Utilisez uniquement éjaculé échantillons (obtenus par masturbation) dont les caractéristiques respecter les paramètres établis par la dernière édition du manuel Organisation laboratoire mondiale de la santé (disponible à http://whqlibdoc.who.int/publications/2010/9789241547789_eng.pdf ) pour l'examen et traitement de la semence humaine.

1. Obtenir l'échantillon de sperme dans un récipient stérile et placez-la (avec bouchon dévissé) dans un incubateur à 37 ° C et CO ₂ 5% / air 95% pendant 30 min. Cette étape est pour l'échantillon liquéfaction.
2. Placer les 500 aliquotes de l'échantillon de sperme liquéfié sur le fond de tubes à essai en verre propres (1,0 x 7,5 cm). Environ huit tubes à essai sont nécessaires pour un échantillon de taille moyenne (4 ml).
3. Couche avec précaution 1 ml de F-10 de milieu de Ham (su. pplemented avec 2 mM CaCl ₂ et 5 mg / ml de sérum albumine bovine à promouvoir la capacitation in vitro) sur le dessus de chaque aliquote de sperme (Voir Figure 1) CONSEIL: Appuyez sur la paroi du tube à l'extrémité de la micropipette, et passer doucement le support au-dessus de l'échantillon. Il est crucial de le faire lentement que le mélange des deux couches (échantillon et moyennes) doit être évité.
4. Pencher attentivement les tubes à un angle de 30 ° environ. Cela permettra d'accroître la zone de surface entre les deux liquides, améliorant ainsi le déplacement (piscine) de cellules humaines à partir de l'échantillon dans le milieu au cours de l'incubation.
5. Placer le groupe de tubes à essais se pencha à l'intérieur d'un incubateur à 37 ° C et 5% _CO2 / 95% air pendant 1 h.
6. Avec une micropipette retirer soigneusement la pl 700 supérieure de F-10 de milieu de HAM (contenant maintenant spermatozoïdes mobiles) de chaque tous les échantillons prélevés tube et piscine dans un seul tube en verre propre (1,0 x 7,5 cm; pour les grands volumes utilisent un 15 mlTube Falcon), en évitant la formation de bulles. Placer 10 ul d'échantillon groupé sur le verre plat optique d'un Makler comptage base de la chambre, puis placez le couvercle en verre (une fois que le couvercle est en place, éviter d'arracher ou de couvrir à nouveau de maintenir la diffusion uniforme de l'échantillon de sperme). Veillez à éviter la formation de bulles à l'intérieur de la chambre car cela conduirait à une numération cellulaire inexactes.
7. Observez au microscope composé (l'utilisation d'un objectif 20X est recommandé). Le verre de couverture de la Chambre de comptage de Makler a un grand carré composé de 100 petits carrés (soit 10 par 10 grille). Compter les cellules dans une bande de 10 cases. Ce nombre représente leur concentration dans des millions de cellules / ml. Répétez le comptage dans deux bandes de 10 carrés supplémentaires, et de calculer la moyenne des trois chefs d'accusation. REMARQUE: Si une chambre de comptage de Makler (qui est spécialement conçu pour compter les spermatozoïdes) n'est pas disponible, une chambre de hémocytomètre peut être utilisé.
8. Ajustez la FINA de l'échantillonl concentration de 1x10 ⁷ cellules / ml dans complétée F-10 de milieu de Ham. Lorsque cela est nécessaire, incuber l'échantillon à 37 ° C et CO ₂ 5% / Air 95% pendant 5 heures à promouvoir la capacitation.
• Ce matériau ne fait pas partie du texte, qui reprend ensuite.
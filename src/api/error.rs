//! Error types for backend API calls.

use std::collections::BTreeMap;

use reqwest::StatusCode;
use serde::Deserialize;
use thiserror::Error;

/// Errors that can occur when talking to the device backend.
#[derive(Debug, Clone, PartialEq, Eq, Error)]
pub enum ApiError {
    /// Request was rejected as invalid, locally or by the server
    #[error("Validation failed: {message}")]
    Validation {
        message: String,
        /// Field name to messages.
        fields: BTreeMap<String, Vec<String>>,
    },

    /// The addressed resource does not exist
    #[error("{resource} not found")]
    NotFound { resource: String },

    /// Missing, expired or insufficient credentials
    #[error("Not authorized: {message}")]
    Unauthorized { message: String },

    /// Connection, timeout or transport failure
    #[error("Network error: {message}")]
    Network { message: String },

    /// Server returned a 5xx response
    #[error("Server error ({status}): {message}")]
    Server { status: u16, message: String },

    /// Any other non-success status
    #[error("Unexpected response ({status}): {message}")]
    UnexpectedStatus { status: u16, message: String },

    /// 2xx response whose envelope reports `success: false`
    #[error("Request rejected: {message}")]
    Rejected { message: String },

    /// Response body did not have the expected shape
    #[error("Failed to decode response: {0}")]
    Decode(String),

    /// Invalid base URL or path
    #[error("Invalid URL: {0}")]
    InvalidUrl(String),
}

/// Result type for API operations.
pub type Result<T> = std::result::Result<T, ApiError>;

/// Laravel-style error body: `{"message": "...", "errors": {"field": ["..."]}}`.
#[derive(Debug, Default, Deserialize)]
struct ErrorBody {
    #[serde(default)]
    message: Option<String>,
    #[serde(default)]
    errors: BTreeMap<String, Vec<String>>,
}

impl ApiError {
    /// Stable identifier for logs.
    pub fn error_type(&self) -> &'static str {
        match self {
            ApiError::Validation { .. } => "validation_error",
            ApiError::NotFound { .. } => "not_found",
            ApiError::Unauthorized { .. } => "unauthorized",
            ApiError::Network { .. } => "network_error",
            ApiError::Server { .. } => "server_error",
            ApiError::UnexpectedStatus { .. } => "unexpected_status",
            ApiError::Rejected { .. } => "rejected",
            ApiError::Decode(_) => "decode_error",
            ApiError::InvalidUrl(_) => "invalid_url",
        }
    }

    /// Map a transport-level failure.
    pub fn from_transport(err: reqwest::Error) -> Self {
        if err.is_decode() {
            ApiError::Decode(err.to_string())
        } else {
            ApiError::Network {
                message: err.to_string(),
            }
        }
    }

    /// Map a non-success HTTP status and its body.
    pub fn from_status(status: StatusCode, body: &str, resource: &str) -> Self {
        let parsed: ErrorBody = serde_json::from_str(body).unwrap_or_default();
        let message = parsed
            .message
            .filter(|m| !m.is_empty())
            .unwrap_or_else(|| {
                let text = body.trim();
                if text.is_empty() {
                    status.canonical_reason().unwrap_or("request failed").to_string()
                } else {
                    text.to_string()
                }
            });

        match status {
            StatusCode::BAD_REQUEST | StatusCode::UNPROCESSABLE_ENTITY => ApiError::Validation {
                message,
                fields: parsed.errors,
            },
            StatusCode::NOT_FOUND => ApiError::NotFound {
                resource: resource.to_string(),
            },
            StatusCode::UNAUTHORIZED | StatusCode::FORBIDDEN => ApiError::Unauthorized { message },
            s if s.is_server_error() => ApiError::Server {
                status: s.as_u16(),
                message,
            },
            s => ApiError::UnexpectedStatus {
                status: s.as_u16(),
                message,
            },
        }
    }

    /// Field-level messages for validation failures, `None` for other errors.
    pub fn field_errors(&self) -> Option<&BTreeMap<String, Vec<String>>> {
        match self {
            ApiError::Validation { fields, .. } => Some(fields),
            _ => None,
        }
    }
}
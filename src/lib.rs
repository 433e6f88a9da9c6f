//! Device inventory client.
//!
//! Lists, filters and edits devices held by a REST backend. The pieces,
//! leaves first:
//!
//! - [`storage`]: durable key-value state (filters, session)
//! - [`api`]: typed HTTP access to the device collection
//! - [`filters`]: filter criteria, pagination cursor and the debounced store
//! - [`ui`]: the device list presenter and its event loop

pub mod api;
pub mod config;
pub mod filters;
pub mod logging;
pub mod storage;
pub mod ui;
//! Filter criteria, pagination cursor and the store that owns them.

mod criteria;
mod cursor;
mod store;
mod subscription;

pub use criteria::{FilterCriteria, FilterError, FilterKey};
pub use cursor::{PageCursor, PageRequest, DEFAULT_PER_PAGE};
pub use store::{FilterSnapshot, FilterStateStore, DEFAULT_DEBOUNCE};
pub use subscription::FilterSubscription;
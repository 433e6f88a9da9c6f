//! Collaborators the presenter talks to but does not own: user-facing
//! notifications and confirmation of destructive actions.

/// Transient user notifications.
pub trait Notifier: Send + Sync {
    fn success(&self, message: &str);
    fn error(&self, message: &str);
}

/// Asks the user to confirm a destructive action.
pub trait Confirm: Send + Sync {
    fn confirm(&self, prompt: &str) -> bool;
}

impl<F> Confirm for F
where
    F: Fn(&str) -> bool + Send + Sync,
{
    fn confirm(&self, prompt: &str) -> bool {
        self(prompt)
    }
}
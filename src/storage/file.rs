use std::collections::BTreeMap;
use std::fs::{self, File, OpenOptions};
use std::io::ErrorKind;
use std::path::PathBuf;

use fs2::FileExt;
use tracing::warn;

use super::{KeyValueStore, StorageError};

type Entries = BTreeMap<String, String>;

/// Key-value store backed by a single JSON object on disk.
///
/// Each operation takes an exclusive lock on a sidecar `.lock` file for its
/// whole duration and replaces the data file with a rename, so readers never
/// observe a half-written file.
#[derive(Debug, Clone)]
pub struct FileStore {
    path: PathBuf,
}

impl FileStore {
    pub fn new(path: impl Into<PathBuf>) -> Self {
        Self { path: path.into() }
    }

    /// Returns the default state file path.
    ///
    /// Uses `dirs::data_dir()/device-inventory/state.json`, falling back to
    /// the current directory when no data dir is available.
    pub fn default_path() -> PathBuf {
        let data_dir = dirs::data_dir().unwrap_or_else(|| PathBuf::from("."));
        data_dir.join("device-inventory").join("state.json")
    }

    fn lock_path(&self) -> PathBuf {
        let mut name = self.path.as_os_str().to_os_string();
        name.push(".lock");
        PathBuf::from(name)
    }

    fn io_error(&self, source: std::io::Error) -> StorageError {
        StorageError::Io {
            path: self.path.clone(),
            source,
        }
    }

    /// Open (creating if needed) and exclusively lock the sidecar lock file.
    /// The lock is released when the returned handle is dropped.
    fn lock(&self) -> Result<File, StorageError> {
        if let Some(parent) = self.path.parent() {
            if !parent.as_os_str().is_empty() {
                fs::create_dir_all(parent).map_err(|e| self.io_error(e))?;
            }
        }

        let lock_path = self.lock_path();
        let file = OpenOptions::new()
            .create(true)
            .truncate(false)
            .write(true)
            .open(&lock_path)
            .map_err(|e| StorageError::Lock {
                path: lock_path.clone(),
                source: e,
            })?;
        file.lock_exclusive().map_err(|e| StorageError::Lock {
            path: lock_path,
            source: e,
        })?;
        Ok(file)
    }

    fn read_entries(&self) -> Result<Entries, StorageError> {
        let content = match fs::read_to_string(&self.path) {
            Ok(content) => content,
            Err(e) if e.kind() == ErrorKind::NotFound => return Ok(Entries::new()),
            Err(e) => return Err(self.io_error(e)),
        };

        if content.trim().is_empty() {
            return Ok(Entries::new());
        }

        serde_json::from_str(&content).map_err(|e| StorageError::Parse {
            path: self.path.clone(),
            source: e,
        })
    }

    /// Like `read_entries`, but a corrupt file is discarded so writes can
    /// proceed.
    fn read_entries_for_write(&self) -> Result<Entries, StorageError> {
        match self.read_entries() {
            Err(StorageError::Parse { path, source }) => {
                warn!(path = %path.display(), error = %source, "Discarding corrupt state file");
                Ok(Entries::new())
            }
            other => other,
        }
    }

    fn write_entries(&self, entries: &Entries) -> Result<(), StorageError> {
        let content = serde_json::to_string_pretty(entries).map_err(|e| StorageError::Parse {
            path: self.path.clone(),
            source: e,
        })?;

        let mut tmp_name = self.path.as_os_str().to_os_string();
        tmp_name.push(".tmp");
        let tmp_path = PathBuf::from(tmp_name);

        fs::write(&tmp_path, content).map_err(|e| self.io_error(e))?;
        fs::rename(&tmp_path, &self.path).map_err(|e| self.io_error(e))
    }
}

impl KeyValueStore for FileStore {
    fn get(&self, key: &str) -> Result<Option<String>, StorageError> {
        let _guard = self.lock()?;
        Ok(self.read_entries()?.remove(key))
    }

    fn set(&self, key: &str, value: &str) -> Result<(), StorageError> {
        let _guard = self.lock()?;
        let mut entries = self.read_entries_for_write()?;
        entries.insert(key.to_string(), value.to_string());
        self.write_entries(&entries)
    }

    fn remove(&self, key: &str) -> Result<(), StorageError> {
        let _guard = self.lock()?;
        let mut entries = self.read_entries_for_write()?;
        if entries.remove(key).is_none() {
            return Ok(());
        }
        self.write_entries(&entries)
    }
}
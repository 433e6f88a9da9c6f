//! Mock REST backend for HTTP client tests.

#![allow(dead_code)]

use axum::body::Body;
use axum::extract::State;
use axum::http::{Request, Response, StatusCode};
use axum::routing::any;
use axum::Router;
use serde_json::{json, Value};
use std::collections::VecDeque;
use std::net::SocketAddr;
use std::sync::Arc;
use tokio::net::TcpListener;
use tokio::sync::Mutex;

/// A captured request for assertions.
#[derive(Debug, Clone)]
pub struct CapturedRequest {
    pub method: String,
    pub path: String,
    /// Raw query string, empty when absent.
    pub query: String,
    pub headers: Vec<(String, String)>,
    pub body: Vec<u8>,
}

impl CapturedRequest {
    pub fn header(&self, name: &str) -> Option<&str> {
        self.headers
            .iter()
            .find(|(k, _)| k.eq_ignore_ascii_case(name))
            .map(|(_, v)| v.as_str())
    }

    pub fn json_body(&self) -> Value {
        serde_json::from_slice(&self.body).unwrap_or(Value::Null)
    }
}

/// A mock response to return.
#[derive(Debug, Clone)]
pub struct MockResponse {
    pub status: u16,
    pub body: Vec<u8>,
    pub delay_ms: u64,
}

impl Default for MockResponse {
    fn default() -> Self {
        Self::data(Value::Null)
    }
}

impl MockResponse {
    pub fn json(status: u16, body: Value) -> Self {
        Self {
            status,
            body: body.to_string().into_bytes(),
            delay_ms: 0,
        }
    }

    /// `200 {"success": true, "message": "OK", "data": ...}`
    pub fn data(data: Value) -> Self {
        Self::json(200, json!({"success": true, "message": "OK", "data": data}))
    }

    /// Error body the way the backend renders it.
    pub fn error(status: u16, message: &str) -> Self {
        Self::json(status, json!({"success": false, "message": message}))
    }

    /// `422` with per-field messages.
    pub fn validation(fields: Value) -> Self {
        Self::json(
            422,
            json!({"message": "The given data was invalid.", "errors": fields}),
        )
    }

    pub fn with_delay(mut self, ms: u64) -> Self {
        self.delay_ms = ms;
        self
    }
}

#[derive(Clone)]
struct MockState {
    requests: Arc<Mutex<Vec<CapturedRequest>>>,
    responses: Arc<Mutex<VecDeque<MockResponse>>>,
}

/// Mock backend server for testing.
pub struct MockBackend {
    pub addr: SocketAddr,
    state: MockState,
    shutdown: tokio::sync::watch::Sender<bool>,
}

impl MockBackend {
    /// Start a new mock backend server.
    pub async fn start() -> Self {
        let state = MockState {
            requests: Arc::new(Mutex::new(Vec::new())),
            responses: Arc::new(Mutex::new(VecDeque::new())),
        };

        let (shutdown_tx, mut shutdown_rx) = tokio::sync::watch::channel(false);

        let app = Router::new()
            .route("/{*path}", any(handle_request))
            .with_state(state.clone());

        let listener = TcpListener::bind("127.0.0.1:0")
            .await
            .expect("Failed to bind mock server");
        let addr = listener.local_addr().unwrap();

        tokio::spawn(async move {
            axum::serve(listener, app)
                .with_graceful_shutdown(async move {
                    let _ = shutdown_rx.changed().await;
                })
                .await
                .ok();
        });

        Self {
            addr,
            state,
            shutdown: shutdown_tx,
        }
    }

    /// Enqueue a response to be returned for the next request.
    pub async fn enqueue_response(&self, resp: MockResponse) {
        self.state.responses.lock().await.push_back(resp);
    }

    /// Get all captured requests.
    pub async fn captured_requests(&self) -> Vec<CapturedRequest> {
        self.state.requests.lock().await.clone()
    }

    /// Last captured request. Panics when nothing was received.
    pub async fn last_request(&self) -> CapturedRequest {
        self.state
            .requests
            .lock()
            .await
            .last()
            .cloned()
            .expect("no request captured")
    }

    /// API base URL served by this backend.
    pub fn base_url(&self) -> String {
        format!("http://{}/api", self.addr)
    }
}

impl Drop for MockBackend {
    fn drop(&mut self) {
        let _ = self.shutdown.send(true);
    }
}

async fn handle_request(State(state): State<MockState>, req: Request<Body>) -> Response<Body> {
    let method = req.method().to_string();
    let path = req.uri().path().to_string();
    let query = req.uri().query().unwrap_or("").to_string();
    let headers: Vec<(String, String)> = req
        .headers()
        .iter()
        .map(|(k, v)| (k.to_string(), v.to_str().unwrap_or("").to_string()))
        .collect();

    let body_bytes = axum::body::to_bytes(req.into_body(), 1024 * 1024)
        .await
        .unwrap_or_default()
        .to_vec();

    state.requests.lock().await.push(CapturedRequest {
        method,
        path,
        query,
        headers,
        body: body_bytes,
    });

    let mock_resp = state
        .responses
        .lock()
        .await
        .pop_front()
        .unwrap_or_default();

    if mock_resp.delay_ms > 0 {
        tokio::time::sleep(tokio::time::Duration::from_millis(mock_resp.delay_ms)).await;
    }

    Response::builder()
        .status(StatusCode::from_u16(mock_resp.status).unwrap())
        .header("content-type", "application/json")
        .body(Body::from(mock_resp.body))
        .unwrap()
}
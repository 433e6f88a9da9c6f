use crate::api::{Device, DeviceId};
use crate::ui::mvi::UiState;

/// Where the list is in its load cycle.
#[derive(Debug, Clone, Copy, PartialEq, Eq, Default)]
pub enum LoadPhase {
    #[default]
    Idle,
    Loading,
    Loaded,
    /// Last load failed; the previous page is still shown.
    Failed,
}

/// Everything the device list screen renders.
#[derive(Debug, Clone, PartialEq, Default)]
pub struct DeviceListState {
    pub phase: LoadPhase,
    /// Visible page, in server order.
    pub devices: Vec<Device>,
    pub total: u64,
    pub current_page: u32,
    pub per_page: u32,
    pub last_page: u32,
    pub loading: bool,
    /// Message of the most recent failed load.
    pub error: Option<String>,
    /// Id of the newest load started; responses to older ones are dropped.
    pub latest_request: u64,
}

impl UiState for DeviceListState {}

impl DeviceListState {
    pub fn device(&self, id: DeviceId) -> Option<&Device> {
        self.devices.iter().find(|d| d.id == id)
    }

    pub fn is_empty(&self) -> bool {
        self.devices.is_empty()
    }
}
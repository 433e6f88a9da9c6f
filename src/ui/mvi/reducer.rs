use super::intent::Intent;
use super::state::UiState;

/// The only place state transitions happen: `(State, Intent) -> State`.
pub trait Reducer {
    type State: UiState;

    type Intent: Intent;

    /// Must not perform I/O.
    fn reduce(state: Self::State, intent: Self::Intent) -> Self::State;
}
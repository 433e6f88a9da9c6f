use async_trait::async_trait;
use reqwest::Method;
use tracing::{debug, info};

use super::client::ApiClient;
use super::error::Result;
use super::types::{Device, DeviceId, DevicePayload, Page, Paginated};
use crate::filters::PageRequest;

/// Operations on the device collection.
///
/// Every call resolves to exactly one success value or error; errors are
/// passed through untouched.
#[async_trait]
pub trait DeviceApi: Send + Sync {
    /// Fetch one page. Only set filter fields are sent.
    async fn list(&self, request: &PageRequest) -> Result<Page<Device>>;

    async fn get(&self, id: DeviceId) -> Result<Device>;

    async fn create(&self, payload: &DevicePayload) -> Result<Device>;

    async fn update(&self, id: DeviceId, payload: &DevicePayload) -> Result<Device>;

    /// Soft-delete a device. Callers confirm intent before calling.
    async fn remove(&self, id: DeviceId) -> Result<()>;

    /// Flip `in_use` server-side without sending the full payload.
    async fn toggle_in_use(&self, id: DeviceId) -> Result<Device>;
}

/// HTTP implementation of [`DeviceApi`] over one collection path.
#[derive(Debug, Clone)]
pub struct DeviceClient {
    api: ApiClient,
    collection: String,
}

impl DeviceClient {
    pub fn new(api: ApiClient, collection: impl Into<String>) -> Self {
        let collection = collection.into().trim_matches('/').to_string();
        Self { api, collection }
    }

    pub fn api(&self) -> &ApiClient {
        &self.api
    }

    fn item_path(&self, id: DeviceId) -> String {
        format!("{}/{}", self.collection, id)
    }
}

fn resource(id: DeviceId) -> String {
    format!("Device {}", id)
}

#[async_trait]
impl DeviceApi for DeviceClient {
    async fn list(&self, request: &PageRequest) -> Result<Page<Device>> {
        let mut url = self.api.url(&self.collection)?;
        url.query_pairs_mut().extend_pairs(request.query_pairs());

        let builder = self.api.request(Method::GET, url);
        let paginated: Paginated<Device> = self.api.send(builder, "Devices").await?;
        let page = Page::try_from(paginated)?;

        debug!(
            page = page.current_page,
            items = page.items.len(),
            total = page.total,
            "Fetched device page"
        );
        Ok(page)
    }

    async fn get(&self, id: DeviceId) -> Result<Device> {
        let url = self.api.url(&self.item_path(id))?;
        let builder = self.api.request(Method::GET, url);
        self.api.send(builder, &resource(id)).await
    }

    async fn create(&self, payload: &DevicePayload) -> Result<Device> {
        payload.validate()?;
        let url = self.api.url(&self.collection)?;
        let builder = self.api.request(Method::POST, url).json(payload);
        let device: Device = self.api.send(builder, "Devices").await?;
        info!(id = device.id, name = %device.name, "Device created");
        Ok(device)
    }

    async fn update(&self, id: DeviceId, payload: &DevicePayload) -> Result<Device> {
        payload.validate()?;
        let url = self.api.url(&self.item_path(id))?;
        let builder = self.api.request(Method::PUT, url).json(payload);
        let device: Device = self.api.send(builder, &resource(id)).await?;
        info!(id = device.id, "Device updated");
        Ok(device)
    }

    async fn remove(&self, id: DeviceId) -> Result<()> {
        let url = self.api.url(&self.item_path(id))?;
        let builder = self.api.request(Method::DELETE, url);
        self.api.send_empty(builder, &resource(id)).await?;
        info!(id, "Device removed");
        Ok(())
    }

    async fn toggle_in_use(&self, id: DeviceId) -> Result<Device> {
        let url = self.api.url(&format!("{}/use", self.item_path(id)))?;
        let builder = self
            .api
            .request(Method::PATCH, url)
            .json(&serde_json::json!({}));
        let device: Device = self.api.send(builder, &resource(id)).await?;
        info!(id, in_use = device.in_use, "Device usage toggled");
        Ok(device)
    }
}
2. Colorant fluorescent chargement pour Ca ^{2 +} Mesures

Il ya plusieurs colorants fluorescents disponibles pour mesurer intracellulaire de Ca ^{2 +,} l'un approprié doit être choisi en fonction de son _Kd, et ses longueurs d'onde d'émission et d'excitation (pour les mesures qualitatives et quantitatives, longueurs d'onde d'émission et d'excitation simples et doubles, respectivement, doit être utilisé) plus d'informations). Pour l'application qualitative présent nous avons utilisé Fluo-3 AM, un colorant cellulaire perméant avec un _Kd = 325 nM et longueurs d'onde de 506/526 nm émission unique et d'excitation, respectivement ^12.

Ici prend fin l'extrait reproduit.